An international team of scientists including University of Florida
researchers has generated the most comprehensive tree of life to date on
placental mammals, which are those bearing live young, including bats,
rodents, whales and humans.
Appearing February 7 in the journal Science, the study
details how researchers used both genetic and physical traits to
reconstruct the common ancestor of placental mammals, the creature that
gave rise to many mammals alive today. The data show that contrary to a
commonly held theory, the group diversified after the extinction of
dinosaurs 65 million years ago. The research may help scientists better
understand how mammals survived past climate change and how they may be
impacted by future environmental conditions.

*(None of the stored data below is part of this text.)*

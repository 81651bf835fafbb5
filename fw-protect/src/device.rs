// SPDX-FileCopyrightText: 2024 Foundation Devices, Inc. <hello@foundationdevices.com>
// SPDX-License-Identifier: GPL-3.0-or-later

//! Host side of the serial protocol.
//!
//! Every operation starts by reading the mode banner the bootloader writes
//! at reset, then runs the stop-and-wait exchange for that mode.

use {
    crate::package::UpdatePackage,
    host_protocol::{encode_frame, Ack, EnrollmentRequest, Mode, ReadbackRequest, END_OF_IMAGE, READBACK_REFUSED},
    std::io::{ErrorKind, Read, Write},
};

pub struct Device<T> {
    port: T,
}

impl<T: Read + Write> Device<T> {
    pub fn new(port: T) -> Self {
        Self { port }
    }

    pub fn enroll(&mut self, request: &EnrollmentRequest) -> Result<(), Error> {
        self.expect_banner(Mode::Enrollment)?;
        self.send(&request.to_bytes())?;
        self.expect_ack(Stage::Enrollment)?;
        tracing::info!("credential stored");
        Ok(())
    }

    pub fn update(&mut self, package: &UpdatePackage) -> Result<(), Error> {
        self.expect_banner(Mode::Update)?;
        self.send(&package.metadata.to_bytes())?;
        self.expect_ack(Stage::Metadata)?;
        tracing::info!(
            version = package.metadata.version,
            size = package.metadata.size,
            "metadata accepted"
        );

        for (index, page) in package.pages.iter().enumerate() {
            for (frame, payload) in page.frames.iter().enumerate() {
                self.send(&encode_frame(payload))?;
                self.expect_ack(Stage::Frame { page: index, frame })?;
            }
            if !page.is_full() {
                self.send(&END_OF_IMAGE)?;
                self.expect_ack(Stage::End)?;
            }
            self.send(&page.signature)?;
            self.expect_ack(Stage::Page(index))?;
            tracing::debug!(page = index, "page committed");
        }
        if package.pages.last().map_or(true, |page| page.is_full()) {
            self.send(&END_OF_IMAGE)?;
            self.expect_ack(Stage::End)?;
        }
        tracing::info!(pages = package.pages.len(), "update complete");
        Ok(())
    }

    /// Request `size` bytes of flash. A lone `'F'` followed by silence is a
    /// refusal.
    ///
    /// A refusal and a one-byte dump of a cell holding `'F'` look the same on
    /// the wire. With `size == 1` the byte is always returned as data.
    pub fn readback(&mut self, request: &ReadbackRequest, size: usize) -> Result<Vec<u8>, Error> {
        self.expect_banner(Mode::Readback)?;
        self.send(&request.to_bytes())?;

        let mut dump = Vec::with_capacity(size);
        let mut byte = [0u8; 1];
        while dump.len() < size.max(1) {
            match self.port.read(&mut byte) {
                Ok(1) => dump.push(byte[0]),
                Ok(_) => break,
                Err(e) if e.kind() == ErrorKind::TimedOut => break,
                Err(e) if e.kind() == ErrorKind::Interrupted => {}
                Err(e) => return Err(Error::Io(e)),
            }
        }
        if size != 1 && dump == [READBACK_REFUSED] {
            return Err(Error::Refused);
        }
        if dump.len() != size {
            return Err(Error::Closed);
        }
        tracing::info!(bytes = dump.len(), "readback complete");
        Ok(dump)
    }

    fn send(&mut self, bytes: &[u8]) -> Result<(), Error> {
        self.port.write_all(bytes).map_err(Error::Io)?;
        self.port.flush().map_err(Error::Io)
    }

    fn read_byte(&mut self) -> Result<u8, Error> {
        let mut byte = [0u8; 1];
        match self.port.read_exact(&mut byte) {
            Ok(()) => Ok(byte[0]),
            Err(e) if matches!(e.kind(), ErrorKind::UnexpectedEof | ErrorKind::TimedOut) => Err(Error::Closed),
            Err(e) => Err(Error::Io(e)),
        }
    }

    fn expect_banner(&mut self, mode: Mode) -> Result<(), Error> {
        let got = self.read_byte()?;
        if got != mode.banner() {
            return Err(Error::UnexpectedBanner { expected: mode, got });
        }
        tracing::debug!(?mode, "device ready");
        Ok(())
    }

    fn expect_ack(&mut self, stage: Stage) -> Result<(), Error> {
        let byte = self.read_byte()?;
        match Ack::from_byte(byte) {
            Some(Ack::Ok) => Ok(()),
            Some(Ack::Error) => Err(Error::Rejected(stage)),
            None => Err(Error::UnexpectedReply { stage, byte }),
        }
    }
}

/// Point of the exchange an acknowledgment belongs to.
#[derive(Debug, Clone, Copy, PartialEq, Eq)]
pub enum Stage {
    Enrollment,
    Metadata,
    Frame { page: usize, frame: usize },
    End,
    Page(usize),
}

impl std::fmt::Display for Stage {
    fn fmt(&self, f: &mut std::fmt::Formatter) -> std::fmt::Result {
        match self {
            Stage::Enrollment => write!(f, "enrollment record"),
            Stage::Metadata => write!(f, "update metadata"),
            Stage::Frame { page, frame } => write!(f, "frame {frame} of page {page}"),
            Stage::End => write!(f, "end of image"),
            Stage::Page(page) => write!(f, "signature of page {page}"),
        }
    }
}

#[derive(Debug)]
pub enum Error {
    Closed,
    Io(std::io::Error),
    Refused,
    Rejected(Stage),
    UnexpectedBanner { expected: Mode, got: u8 },
    UnexpectedReply { stage: Stage, byte: u8 },
}

impl std::fmt::Display for Error {
    fn fmt(&self, f: &mut std::fmt::Formatter) -> std::fmt::Result {
        match self {
            Error::Closed => write!(f, "device stopped answering"),
            Error::Io(e) => write!(f, "serial port error: {e}"),
            Error::Refused => write!(f, "device refused the readback request"),
            Error::Rejected(stage) => write!(f, "device rejected the {stage}"),
            Error::UnexpectedBanner { expected, got } => write!(
                f,
                "device is not in {expected:?} mode (banner {got:#04x}), check the mode jumpers"
            ),
            Error::UnexpectedReply { stage, byte } => {
                write!(f, "unexpected reply {byte:#04x} to the {stage}")
            }
        }
    }
}

impl std::error::Error for Error {}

UF researchers led the team that analyzed the anatomy of living and
fossil primates, including lemurs, monkeys and humans, as well as their
closest living relatives, flying lemurs and tree shrews. The multi-year
collaborative project was funded by the National Science Foundation
Assembling the Tree of Life Program.
"With regards to evolution, it's critical to understand the
relationships of living and fossil mammals before asking questions about
'how' and 'why,' " said co-author Jonathan Bloch, associate curator of
vertebrate paleontology at the Florida Museum of Natural History on the
UF campus. "This gives us a new perspective of how major change can
influence the history of life, like the extinction of the dinosaurs --
this was a major event in Earth's history that potentially then results
in setting the framework for the entire ordinal diversification of
mammals, including our own very distant ancestors."

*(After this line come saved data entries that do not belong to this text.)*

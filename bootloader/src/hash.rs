// SPDX-FileCopyrightText: 2024 Foundation Devices, Inc. <hello@foundationdevices.com>
// SPDX-License-Identifier: GPL-3.0-or-later

use consts::DIGEST_SIZE;
use sha2::{Digest, Sha256 as Sha};

/// Digest over a whole number of bytes, the hashed length is the slice length.
pub trait Hash256 {
    fn hash(&self, data: &[u8]) -> [u8; DIGEST_SIZE];
}

#[derive(Debug, Default, Clone, Copy)]
pub struct Sha256;

impl Hash256 for Sha256 {
    fn hash(&self, data: &[u8]) -> [u8; DIGEST_SIZE] {
        Sha::digest(data).into()
    }
}
// SPDX-FileCopyrightText: 2024 Foundation Devices, Inc. <hello@foundationdevices.com>
// SPDX-License-Identifier: GPL-3.0-or-later

use super::*;
use crate::update::{SessionState, UpdateReport, UpdateSession};
use crate::Fault;
use consts::{APP_REGION_SIZE, CREDENTIAL_PAGE_ADDR, FRAMES_PER_PAGE};
use host_protocol::{ERROR, OK};

const IMAGE: &[u8; 16] = b"firmware image!!";

#[test]
fn single_frame_image() {
    let board = provisioned(&update_stream(1, IMAGE));
    let (terminal, mut board) = run(board, LOAD);

    assert_eq!(
        terminal,
        Terminal::Updated(UpdateReport {
            version: 1,
            size: 16,
            pages: 1
        })
    );
    assert_eq!(board.host.output(), &[b'U', OK, OK, OK, OK]);
    assert_eq!(board.debug.output(), &[16, 0, b'P', 0, 0]);
    let page = board.flash.page(0);
    assert_eq!(&page[..16], IMAGE);
    assert!(page[16..].iter().all(|b| *b == 0));
    assert_eq!(board.state.firmware_version(), 1);
    assert_eq!(board.state.firmware_size(), 16);
    assert!(board.watchdog.fired());
}

#[test]
fn version_zero_keeps_stored_version() {
    let mut board = provisioned(&update_stream(0, IMAGE));
    board.state.set_firmware_version(5);
    let (terminal, mut board) = run(board, LOAD);

    assert!(matches!(terminal, Terminal::Updated(UpdateReport { version: 0, .. })));
    assert_eq!(board.state.firmware_version(), 5);
    assert_eq!(board.state.firmware_size(), 16);
    assert_eq!(&board.flash.page(0)[..16], IMAGE);
}

#[test]
fn older_version_is_refused_before_any_write() {
    let mut board = provisioned(&update_stream(4, IMAGE));
    board.state.set_firmware_version(5);
    board.state.set_firmware_size(0x20);
    let (terminal, mut board) = run(board, LOAD);

    assert_eq!(terminal, Terminal::Halted(Fault::Rollback));
    assert_eq!(board.host.output(), &[b'U', ERROR]);
    assert_eq!(board.debug.output(), b"R");
    assert_eq!(board.state.firmware_version(), 5);
    assert_eq!(board.state.firmware_size(), 0x20);
    assert_eq!(board.flash.commits(), &[CREDENTIAL_PAGE_ADDR]);
}

#[test]
fn forged_metadata_is_refused() {
    let mut stream = update_stream(9, IMAGE);
    stream[10] ^= 0x40;
    let board = provisioned(&stream);
    let (terminal, mut board) = run(board, LOAD);

    assert_eq!(terminal, Terminal::Halted(Fault::MetadataSignature));
    assert_eq!(board.host.output(), &[b'U', ERROR]);
    assert_eq!(board.state.firmware_version(), 0);
    assert_eq!(board.state.firmware_size(), 0);
}

#[test]
fn version_without_matching_signature_is_refused() {
    // Valid signature for version 1, metadata claims version 2.
    let mut stream = update_stream(1, IMAGE);
    stream[..2].copy_from_slice(&2u16.to_be_bytes());
    let (terminal, _) = run(provisioned(&stream), LOAD);
    assert_eq!(terminal, Terminal::Halted(Fault::MetadataSignature));
}

#[test]
fn tampered_payload_is_never_committed() {
    let mut stream = update_stream(1, IMAGE);
    stream[UpdateMetadata::SIZE + 2 + 3] ^= 0x01;
    let (terminal, board) = run(provisioned(&stream), LOAD);

    assert_eq!(terminal, Terminal::Halted(Fault::PageSignature));
    assert_eq!(board.host.output(), &[b'U', OK, OK, OK, ERROR]);
    assert_eq!(board.debug.output(), &[16, 0, b'F']);
    assert_eq!(board.flash.commits(), &[CREDENTIAL_PAGE_ADDR]);
    assert!(board.flash.page(0).iter().all(|b| *b == 0xff));
}

#[test]
fn multi_page_image() {
    let image: Vec<u8> = (0..300u32).map(|i| (i * 7) as u8).collect();
    let (terminal, board) = run(provisioned(&update_stream(3, &image)), LOAD);

    assert_eq!(
        terminal,
        Terminal::Updated(UpdateReport {
            version: 3,
            size: 300,
            pages: 2
        })
    );
    assert_eq!(board.flash.page(0), &image[..PAGE_SIZE]);
    let last = board.flash.page(PAGE_SIZE as u32);
    assert_eq!(&last[..44], &image[PAGE_SIZE..]);
    assert!(last[44..].iter().all(|b| *b == 0));

    let mut expected = vec![b'U', OK];
    expected.extend([OK; FRAMES_PER_PAGE + 1]);
    expected.extend([OK; 3 + 1 + 1]);
    assert_eq!(board.host.output(), &expected[..]);
    let debug = board.debug.output();
    assert_eq!(&debug[debug.len() - 3..], &[b'P', 1, 0]);
}

#[test]
fn page_aligned_image_ends_without_signature() {
    let image = [0x3cu8; PAGE_SIZE];
    let (terminal, board) = run(provisioned(&update_stream(2, &image)), LOAD);

    assert_eq!(
        terminal,
        Terminal::Updated(UpdateReport {
            version: 2,
            size: PAGE_SIZE as u16,
            pages: 1
        })
    );
    assert_eq!(board.flash.page(0), &image[..]);
    assert_eq!(board.host.output().len(), 2 + FRAMES_PER_PAGE + 1 + 1);
    assert_eq!(board.host.remaining_input(), 0);
}

#[test]
fn malformed_frame_is_rejected_and_resent() {
    let stream = update_stream(1, IMAGE);
    let mut input = stream[..UpdateMetadata::SIZE].to_vec();
    input.extend_from_slice(&[0, 3, 9, 9, 9]);
    input.extend_from_slice(&stream[UpdateMetadata::SIZE..]);
    let (terminal, board) = run(provisioned(&input), LOAD);

    assert!(matches!(terminal, Terminal::Updated(_)));
    assert_eq!(board.host.output(), &[b'U', OK, ERROR, OK, OK, OK]);
    assert_eq!(board.debug.output(), &[3, 16, 0, b'P', 0, 0]);
    assert_eq!(&board.flash.page(0)[..16], IMAGE);
}

#[test]
fn oversized_image_is_refused() {
    let (terminal, mut board) = run(provisioned(&metadata(1, 0xf000)), LOAD);
    assert_eq!(terminal, Terminal::Halted(Fault::ImageTooLarge));
    assert_eq!(board.host.output(), &[b'U', ERROR]);
    assert_eq!(board.state.firmware_size(), 0);
}

#[test]
fn credential_page_is_out_of_reach() {
    let image = vec![0xaa; APP_REGION_SIZE as usize + FRAME_PAYLOAD_SIZE];
    let mut stream = update_stream(1, &image);
    stream[..UpdateMetadata::SIZE].copy_from_slice(&metadata(1, 16));
    let (terminal, board) = run(provisioned(&stream), LOAD);

    assert_eq!(terminal, Terminal::Halted(Fault::AddressOutOfRange));
    assert_eq!(board.host.output().last(), Some(&ERROR));
    assert_eq!(board.flash.commits().len(), 1 + CREDENTIAL_PAGE_ADDR as usize / PAGE_SIZE);
    assert_eq!(&board.flash.page(CREDENTIAL_PAGE_ADDR)[..KEY_SIZE], &enrollment().password_hash[..KEY_SIZE]);
}

#[test]
fn flash_failure_halts() {
    let mut board = provisioned(&update_stream(1, IMAGE));
    board.flash.set_faulty(true);
    let (terminal, board) = run(board, LOAD);

    assert_eq!(terminal, Terminal::Halted(Fault::Flash));
    assert_eq!(board.host.output(), &[b'U', OK, OK, OK, ERROR]);
    assert_eq!(board.debug.output().last(), Some(&b'H'));
}

#[test]
fn truncated_frame_halts_without_answer() {
    let mut input = metadata(1, 16).to_vec();
    input.extend_from_slice(&[0, 16, 1, 2, 3]);
    let (terminal, board) = run(provisioned(&input), LOAD);

    assert_eq!(terminal, Terminal::Halted(Fault::Truncated));
    assert_eq!(board.host.output(), &[b'U', OK]);
    assert_eq!(board.debug.output(), &[16, b'T']);
}

#[test]
fn slow_host_keeps_watchdog_fed() {
    let board = provisioned(&[]);
    let stream = update_stream(1, IMAGE);
    let Board {
        debug,
        flash,
        state,
        watchdog,
        hasher,
        ..
    } = board;
    let host = SimSerial::new(&stream).with_stalls(500);
    let board = Board::<Sim> {
        host,
        debug,
        flash,
        state,
        watchdog,
        hasher,
    };
    let (terminal, board) = run(board, LOAD);

    assert!(matches!(terminal, Terminal::Updated(_)));
    assert!(board.watchdog.pets() > 500);
}

#[test]
fn session_walks_every_page() {
    let image: Vec<u8> = (0..300u32).map(|i| i as u8).collect();
    let mut board = provisioned(&update_stream(3, &image));
    let mut session = UpdateSession::new();
    assert_eq!(session.state(), SessionState::AwaitMetadata);

    let report = session.run(&mut board).unwrap();
    assert_eq!(report.pages, 2);
    assert_eq!(session.state(), SessionState::ImageComplete);
    assert_eq!(session.address(), 2 * PAGE_SIZE as u32);
}

#[test]
fn failed_session_clears_installed_size() {
    let image: Vec<u8> = (0..300u32).map(|i| (i * 7) as u8).collect();
    let mut stream = update_stream(3, &image);
    corrupt_second_page(&mut stream);
    let mut board = provisioned(&stream);
    board.state.set_firmware_size(0x20);

    let mut session = UpdateSession::new();
    assert_eq!(session.run(&mut board), Err(Fault::PageSignature));
    assert_eq!(session.state(), SessionState::PageComplete);
    assert_eq!(session.address(), PAGE_SIZE as u32);
    // The first page went in, but the image is not marked installed.
    assert_eq!(board.flash.page(0), &image[..PAGE_SIZE]);
    assert_eq!(board.state.firmware_size(), 0);
    assert_eq!(board.state.firmware_version(), 3);
}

Visual reconstruction of the placental ancestor -- a small,
insect-eating animal -- was made possible with the help of a powerful
cloud-based and publicly accessible database called MorphoBank. Unlike
other reconstructions, the new study creates a clearer picture of the
tree of life by combining two data types: Phenomic data includes
observational traits such as anatomy and behavior, while genomic data is
encoded by DNA.
"Discovering the tree of life is like piecing together a crime scene
-- it is a story that happened in the past that you can't repeat," said
lead author Maureen O'Leary, an associate professor in the department of
anatomical sciences in the School of Medicine at Stony Brook University
and research associate at the American Museum of Natural History. "Just
like with a crime scene, the new tools of DNA add important
information, but so do other physical clues like a body or, in the
scientific realm, fossils and anatomy. Combining all the evidence
produces the most informed reconstruction of a past event."
Researchers recorded observational traits for 86 placental mammal
species, including 40 fossil species. The resulting database contains
more than 12,000 images that correspond to more than 4,500 traits
detailing characteristics like the presence or absence of wings, teeth
and certain bones, type of hair cover and brain structures. The dataset
is about 10 times larger than information used in previous studies of
mammal relationships.
"It was a great way to learn anatomy, in a nutshell," said co-author
Zachary Randall, a UF biology graduate student and research associate at
the Florida Museum. "While coding for humans, I could clearly see which
anatomical features are unique, shared or not shared with other groups
of mammals. This study is a great backbone for future work."
Bloch and Randall collaborated with study co-authors Mary Silcox of
the University of Toronto Scarborough and Eric Sargis of Yale University
to characterize humans, plus seven other living and one fossil species
from the clade Euarchonta, which includes primates, tree shrews and
flying lemurs.
"I think this database is amazing because it's being presented in
such a way that it will be reproducible for the future generations,"
Bloch said. "It illustrates exactly what we did and leaves nothing to
the imagination -- you can actually go to the pictures and see it."
The evolutionary history of placental mammals has been interpreted in
very different ways depending on the data analyzed. One leading
analysis based on genomic data alone predicted that a number of
placental mammal lineages existed in the Late Cretaceous and survived
the Cretaceous-Paleogene extinction.
"It has been suggested that primates diverged from other mammals well
before the extinction of the dinosaurs, but our work using direct
evidence from the fossil record tells a different story," Bloch said.
The team reconstructed the anatomy of the placental common ancestor
by mapping traits most strongly supported by the data to determine it
had a two-horned uterus, a brain with a convoluted cerebral cortex, and a
placenta in which maternal blood came in close contact with membranes
surrounding the fetus, as in humans.